Phil había respondido asintiendo con la cabeza con la misma elocuencia. Myra y ella habían cruzado una mirada de perfecta armonía, como diciendo: «Estos hombres… siempre serán unos niños». Sammy todavía recordaba lo bien que le había hecho sentirse esa mirada, se había sentido integrada, y suponía que en parte por eso había acudido allí en lugar de intentarlo en cualquier otro lugar, en algún lugar más cerca del pueblo.
Se había detenido a masticar otro Percocet y entonces empezó a abrir cajones del escritorio. No estaban cerrados con llave, como tampoco lo estaba la caja de madera que encontró en el tercero que abrió y que contenía el arma especial del difunto Jack Evans: una pistola automática Springfield XD del 45. La cogió y, después de jugar un poco con ella, extrajo el cargador. Estaba lleno, y había otro más de repuesto. También se lo llevó. Después volvió a la cocina para buscar una bolsa en la que guardar el arma. Y llaves, desde luego. Las llaves de lo que fuera que estuviera aparcado en el garaje de los difuntos Jack y Myra. No tenía ninguna intención de volver al pueblo caminando.
Julia y Rose estaban hablando sobre lo que el futuro podría depararle a su pueblo cuando a su presente le faltó poco para terminar. Habría terminado, de hecho, si se hubieran encontrado con la vieja furgoneta de granja en el recodo de Esty Bend, más o menos a dos kilómetros y medio de su destino. Sin embargo, Julia salió de la curva a tiempo para ver que la furgoneta iba por el mismo carril que ella y que se les acercaba de frente.
Sin pensarlo, giró bruscamente el volante de su Prius hacia la izquierda, invadiendo el otro carril, y los dos vehículos pasaron sin rozarse por unos centímetros. Horace, que había ido sentado en el asiento de atrás con su habitual cara de deleite («Oh, caray, nos vamos de paseo»), cayó al suelo profiriendo un gritito de sorpresa. Ese fue el único sonido. Ninguna de las dos mujeres chilló, ni siquiera un poco. Todo sucedió demasiado deprisa para reaccionar. La muerte (o las heridas graves) pasó junto a ellas un instante y desapareció.

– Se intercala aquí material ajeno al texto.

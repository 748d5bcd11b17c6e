// Lamp Configuration

use crate::connection::{ConnectionConfig, ConnectionError};
use crate::protocol::MAX_BRIGHTNESS;
use serde::{Deserialize, Serialize};
use std::time::Duration;

/// What to do with a brightness request above 100
#[derive(Debug, Clone, Copy, Default, PartialEq, Eq, Serialize, Deserialize)]
#[serde(rename_all = "lowercase")]
pub enum BrightnessPolicy {
    /// Fail with `InvalidArgument` before any I/O
    #[default]
    Reject,
    /// Send 100 instead
    Clamp,
}

impl BrightnessPolicy {
    /// Apply the policy; `None` means the level must be rejected
    pub fn apply(&self, level: u8) -> Option<u8> {
        match self {
            _ if level <= MAX_BRIGHTNESS => Some(level),
            Self::Reject => None,
            Self::Clamp => Some(MAX_BRIGHTNESS),
        }
    }
}

/// Configuration for a lamp client
#[derive(Debug, Clone, PartialEq, Eq, Serialize, Deserialize)]
#[serde(default)]
pub struct LampConfig {
    pub connection: ConnectionConfig,
    /// Default listening window for `read_notifications`
    pub notification_window_ms: u64,
    pub brightness_policy: BrightnessPolicy,
}

impl Default for LampConfig {
    fn default() -> Self {
        Self {
            connection: ConnectionConfig::default(),
            notification_window_ms: 1_000,
            brightness_policy: BrightnessPolicy::Reject,
        }
    }
}

impl LampConfig {
    pub fn new() -> Self {
        Self::default()
    }

    pub fn with_connection(mut self, connection: ConnectionConfig) -> Self {
        self.connection = connection;
        self
    }

    pub fn with_notification_window_ms(mut self, ms: u64) -> Self {
        self.notification_window_ms = ms;
        self
    }

    pub fn with_brightness_policy(mut self, policy: BrightnessPolicy) -> Self {
        self.brightness_policy = policy;
        self
    }

    pub fn notification_window(&self) -> Duration {
        Duration::from_millis(self.notification_window_ms)
    }

    /// Validate the configuration
    pub fn validate(&self) -> Result<(), ConnectionError> {
        self.connection.validate()
    }
}
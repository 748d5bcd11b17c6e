// Protocol module - THE PACKETS
// Fixed-length command frames written to the lamp and notification frames read back

mod constants;
mod frame;
mod notification;

pub use constants::*;
pub use frame::{encode_command, CodecError, Command, CommandFrame};
pub use notification::{decode_notification, DecodeError, ResponseKind, StateSnapshot};
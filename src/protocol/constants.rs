// Wire Constants
// GATT identifiers, opcodes and argument bytes understood by the lamp firmware

use uuid::Uuid;

/// Characteristic the lamp pushes notifications on
pub const NOTIFY_UUID: Uuid = Uuid::from_u128(0x8f65073d_9f57_4aaa_afea_397d19d5bbeb);

/// Characteristic command frames are written to
pub const CONTROL_UUID: Uuid = Uuid::from_u128(0xaa7d3f34_2d4f_41e0_807f_52fbf8cf7443);

/// First byte of every command frame
pub const COMMAND_STX: u8 = 0x43;

/// Length of every command and notification frame
pub const FRAME_LEN: usize = 18;

/// Room left for arguments after the start marker and opcode
pub const MAX_ARGS: usize = FRAME_LEN - 2;

/// Highest brightness the lamp accepts (percent)
pub const MAX_BRIGHTNESS: u8 = 100;

/// Command opcodes (byte 1 of a command frame)
pub mod opcodes {
    pub const PAIR: u8 = 0x67;
    pub const POWER: u8 = 0x40;
    pub const COLOR: u8 = 0x41;
    pub const RGB: u8 = 0x41;
    pub const BRIGHTNESS: u8 = 0x42;
    pub const TEMP: u8 = 0x43;
    pub const GETSTATE: u8 = 0x44;
    pub const GETNAME: u8 = 0x52;
    pub const GETVER: u8 = 0x5C;
    pub const GETSERIAL: u8 = 0x5E;
}

/// Argument bytes for the opcodes that take one
pub mod args {
    pub const PAIR_ON: u8 = 0x02;
    pub const POWER_ON: u8 = 0x01;
    pub const POWER_OFF: u8 = 0x02;
    pub const GETSTATE_SEC: u8 = 0x02;
}

/// Response opcodes seen in notification frames (byte 1)
pub mod responses {
    pub const RES_PAIR: u8 = 0x63;
    pub const RES_GETSTATE: u8 = 0x45;
    pub const RES_GETNAME: u8 = 0x53;
    pub const RES_GETVER: u8 = 0x5D;
    pub const RES_GETSERIAL: u8 = 0x5F;
    pub const RES_GETTIME: u8 = 0x62;
}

Julia volvió a girar el volante para recuperar su carril, después aparcó en el arcén y dejó el Prius en punto muerto. Miró a Rose. Rose le devolvió la mirada, toda ella grandes ojos y boca abierta. En la parte de atrás, Horace subió otra vez de un salto al asiento y soltó un único ladrido, como si quisiera preguntar por qué se estaban retrasando. Al oír ese sonido, las dos mujeres se echaron a reír y Rose empezó a darse palmaditas en el pecho, por encima de la considerable estantería de su busto.
– Mi corazón, mi corazón -dijo.
– Sí -admitió Julia-, el mío también. ¿Has visto lo cerca que ha pasado?
Rose volvió a reír, temblorosa.
– ¿Me tomas el pelo? Cielo, si hubiese ido con el brazo apoyado en la ventanilla, ese hijo de perra me habría amputado el codo.
Julia movió la cabeza.
– Borracho, seguramente.
– Borracho, con toda seguridad -dijo Rose, y soltó un bufido.
– ¿Estás bien como para continuar?
– ¿Y tú? -preguntó Rose.
– Sí -respondió Julia-. ¿Y tú qué dices, Horace?
Horace, a ladridos, contestó que estaba listo para un bombardeo.